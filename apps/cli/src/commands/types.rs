//! Command type definitions shared between main.rs and the command modules.

use clap::{Args, Subcommand};
use std::path::PathBuf;

#[derive(Subcommand, Debug, Clone)]
pub enum DatasetCommand {
    /// Download a dataset from the hub
    Download {
        /// Dataset name on the hub (e.g. imdb)
        #[arg(long)]
        name: String,

        /// Directory that receives one `<split>/data.jsonl` per split
        #[arg(long)]
        output_dir: PathBuf,

        /// Cap on rows downloaded per split
        #[arg(long)]
        max_samples: Option<u64>,

        /// Download cache shared across runs
        #[arg(long)]
        cache_dir: Option<PathBuf>,

        /// Redownload even when a cached copy matches
        #[arg(long)]
        force: bool,
    },

    /// Split a local dataset into train and validation files
    Split {
        /// JSONL file or downloaded dataset directory
        #[arg(long)]
        input_path: PathBuf,

        /// Directory that receives train.jsonl and val.jsonl
        #[arg(long)]
        output_dir: PathBuf,

        /// Fraction of rows for training
        #[arg(long)]
        train_ratio: f64,

        /// Fraction of rows for validation
        #[arg(long)]
        val_ratio: f64,

        /// Shuffle seed
        #[arg(long, default_value_t = 42)]
        seed: u64,

        /// Keep the `label` distribution equal across both files
        #[arg(long)]
        stratify: bool,
    },
}

#[derive(Subcommand, Debug, Clone)]
pub enum ModelCommand {
    /// Download a model from the hub
    Download {
        /// Model name on the hub (e.g. distilbert-base-uncased)
        #[arg(long)]
        name: String,

        /// Directory that receives config, weights and tokenizer files
        #[arg(long)]
        output_dir: PathBuf,

        /// Download cache shared across runs
        #[arg(long)]
        cache_dir: Option<PathBuf>,

        /// Redownload even when a cached copy matches
        #[arg(long)]
        force: bool,
    },
}

#[derive(Args, Debug, Clone)]
pub struct TrainArgs {
    /// Base model name or local model directory
    #[arg(long)]
    pub model_name: String,

    /// Training data (JSONL)
    #[arg(long)]
    pub train_data: PathBuf,

    /// Validation data (JSONL)
    #[arg(long)]
    pub val_data: PathBuf,

    /// Directory that receives the fine-tuned model
    #[arg(long)]
    pub output_dir: PathBuf,

    #[arg(long, default_value_t = 3)]
    pub epochs: u32,

    #[arg(long, default_value_t = 16)]
    pub batch_size: u32,

    #[arg(long, default_value_t = 2e-5)]
    pub learning_rate: f64,

    #[arg(long, default_value_t = 100)]
    pub warmup_steps: u32,

    #[arg(long, default_value_t = 500)]
    pub save_steps: u32,

    #[arg(long, default_value_t = 50)]
    pub logging_steps: u32,

    #[arg(long, default_value_t = 250)]
    pub eval_steps: u32,

    /// Maximum tokenized sequence length
    #[arg(long, default_value_t = 512)]
    pub max_length: u32,

    #[arg(long, default_value_t = 1)]
    pub gradient_accumulation_steps: u32,

    /// Train with mixed precision
    #[arg(long)]
    pub fp16: bool,

    #[arg(long, default_value_t = 42)]
    pub seed: u64,

    /// Retrain even when a cached run matches
    #[arg(long)]
    pub force: bool,
}

#[derive(Args, Debug, Clone)]
pub struct ExperimentArgs {
    /// Dataset name on the hub
    #[arg(long)]
    pub dataset_name: String,

    /// Base model name on the hub
    #[arg(long)]
    pub model_name: String,

    /// Training profile (quick, default, full)
    #[arg(long, default_value = "default")]
    pub profile: String,

    /// Directory holding all experiments
    #[arg(long, default_value = "./experiments")]
    pub output_root: PathBuf,

    /// Reuse an existing experiment instead of starting a new one
    #[arg(long)]
    pub experiment_id: Option<String>,

    /// Download cache (defaults to the experiment's cache/ directory)
    #[arg(long)]
    pub cache_dir: Option<PathBuf>,

    /// Redo every step even when cached
    #[arg(long)]
    pub force: bool,
}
|---|
Directions:
State how many lines in the material contain "that", giving nothing besides the count.

Reply to the exercise:
4